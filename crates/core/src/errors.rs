//! Core error types for the goal store.
//!
//! This module defines storage-agnostic error types. Storage-specific errors
//! (from Diesel, SQLite, etc.) are converted to these types by the storage layer.

use thiserror::Error;

/// Type alias for Result using our Error type.
pub type Result<T> = std::result::Result<T, Error>;

/// Root error type for the goal store.
///
/// Every variant renders to a message that can be shown to the user as-is,
/// which is what the failure notification carries.
#[derive(Error, Debug)]
pub enum Error {
    #[error("{0}")]
    Validation(#[from] ValidationError),

    #[error("{0}")]
    NotFound(String),

    #[error("{0}")]
    InvalidAmount(String),

    #[error("Database operation failed: {0}")]
    Database(#[from] DatabaseError),

    #[error("Unexpected error: {0}")]
    Unexpected(String),
}

impl Error {
    pub fn goal_not_found() -> Self {
        Error::NotFound("Goal not found".to_string())
    }

    pub fn zero_progress_amount() -> Self {
        Error::InvalidAmount("Progress amount cannot be zero".to_string())
    }

    pub fn progress_amount_too_large() -> Self {
        Error::InvalidAmount("Progress amount is too large".to_string())
    }
}

/// Validation failures for goal drafts.
///
/// Variants are listed in the order the rules are checked.
#[derive(Error, Debug, Clone, PartialEq, Eq)]
pub enum ValidationError {
    #[error("Goal title is required")]
    MissingTitle,

    #[error("Goal description is required")]
    MissingDescription,

    #[error("Target amount must be greater than zero")]
    NonPositiveTargetAmount,

    #[error("Current amount cannot be negative")]
    NegativeCurrentAmount,

    #[error("Target date is required")]
    MissingTargetDate,

    #[error("Target date must be in the future")]
    TargetDateNotInFuture,

    #[error("A goal with this title already exists")]
    DuplicateTitle,
}

/// Storage-agnostic error type for persistence operations.
///
/// This enum uses `String` for all error details, allowing the storage layer
/// to convert storage-specific errors into this format.
#[derive(Error, Debug)]
pub enum DatabaseError {
    /// Failed to establish a database connection.
    #[error("Failed to connect to database: {0}")]
    ConnectionFailed(String),

    /// Failed to create or configure the connection pool.
    #[error("Failed to create database pool: {0}")]
    PoolCreationFailed(String),

    /// A database query failed to execute.
    #[error("Database query failed: {0}")]
    QueryFailed(String),

    /// The requested record was not found.
    #[error("Record not found: {0}")]
    NotFound(String),

    /// A database transaction failed.
    #[error("Transaction failed: {0}")]
    TransactionFailed(String),

    /// Database migration failed.
    #[error("Database migration failed: {0}")]
    MigrationFailed(String),

    /// A stored value could not be encoded or decoded.
    #[error("Serialization failed: {0}")]
    Serialization(String),

    /// Internal/unexpected database error.
    #[error("Internal database error: {0}")]
    Internal(String),
}

impl From<serde_json::Error> for Error {
    fn from(err: serde_json::Error) -> Self {
        Error::Database(DatabaseError::Serialization(err.to_string()))
    }
}

impl From<std::io::Error> for Error {
    fn from(err: std::io::Error) -> Self {
        Error::Database(DatabaseError::Internal(err.to_string()))
    }
}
#####
> _PROBLEM DETAILS_: Every entry above should be written out again, precisely.

> _OUTPUT FOR THIS TASK_:
filename crates/core/src/errors.rs
//! Core error types for the goal store.
//!
//! This module defines storage-agnostic error types. Storage-specific errors
//! (from Diesel, SQLite, etc.) are converted to these types by the storage layer.

use thiserror::Error;

/// Type alias for Result using our Error type.
pub type Result<T> = std::result::Result<T, Error>;

/// Root error type for the goal store.
///
/// Every variant renders to a message that can be shown to the user as-is,
/// which is what the failure notification carries.
#[derive(Error, Debug)]
pub enum Error {
    #[error("{0}")]
    Validation(#[from] ValidationError),

    #[error("{0}")]
    NotFound(String),

    #[error("{0}")]
    InvalidAmount(String),

    #[error("Database operation failed: {0}")]
    Database(#[from] DatabaseError),

    #[error("Unexpected error: {0}")]
    Unexpected(String),
}

impl Error {
    pub fn goal_not_found() -> Self {
        Error::NotFound("Goal not found".to_string())
    }

    pub fn zero_progress_amount() -> Self {
        Error::InvalidAmount("Progress amount cannot be zero".to_string())
    }

    pub fn progress_amount_too_large() -> Self {
        Error::InvalidAmount("Progress amount is too large".to_string())
    }
}

/// Validation failures for goal drafts.
///
/// Variants are listed in the order the rules are checked.
#[derive(Error, Debug, Clone, PartialEq, Eq)]
pub enum ValidationError {
    #[error("Goal title is required")]
    MissingTitle,

    #[error("Goal description is required")]
    MissingDescription,

    #[error("Target amount must be greater than zero")]
    NonPositiveTargetAmount,

    #[error("Current amount cannot be negative")]
    NegativeCurrentAmount,

    #[error("Target date is required")]
    MissingTargetDate,

    #[error("Target date must be in the future")]
    TargetDateNotInFuture,

    #[error("A goal with this title already exists")]
    DuplicateTitle,
}

/// Storage-agnostic error type for persistence operations.
///
/// This enum uses `String` for all error details, allowing the storage layer
/// to convert storage-specific errors into this format.
#[derive(Error, Debug)]
pub enum DatabaseError {
    /// Failed to establish a database connection.
    #[error("Failed to connect to database: {0}")]
    ConnectionFailed(String),

    /// Failed to create or configure the connection pool.
    #[error("Failed to create database pool: {0}")]
    PoolCreationFailed(String),

    /// A database query failed to execute.
    #[error("Database query failed: {0}")]
    QueryFailed(String),

    /// The requested record was not found.
    #[error("Record not found: {0}")]
    NotFound(String),

    /// A database transaction failed.
    #[error("Transaction failed: {0}")]
    TransactionFailed(String),

    /// Database migration failed.
    #[error("Database migration failed: {0}")]
    MigrationFailed(String),

    /// A stored value could not be encoded or decoded.
    #[error("Serialization failed: {0}")]
    Serialization(String),

    /// Internal/unexpected database error.
    #[error("Internal database error: {0}")]
    Internal(String),
}

impl From<serde_json::Error> for Error {
    fn from(err: serde_json::Error) -> Self {
        Error::Database(DatabaseError::Serialization(err.to_string()))
    }
}

impl From<std::io::Error> for Error {
    fn from(err: std::io::Error) -> Self {
        Error::Database(DatabaseError::Internal(err.to_string()))
    }
}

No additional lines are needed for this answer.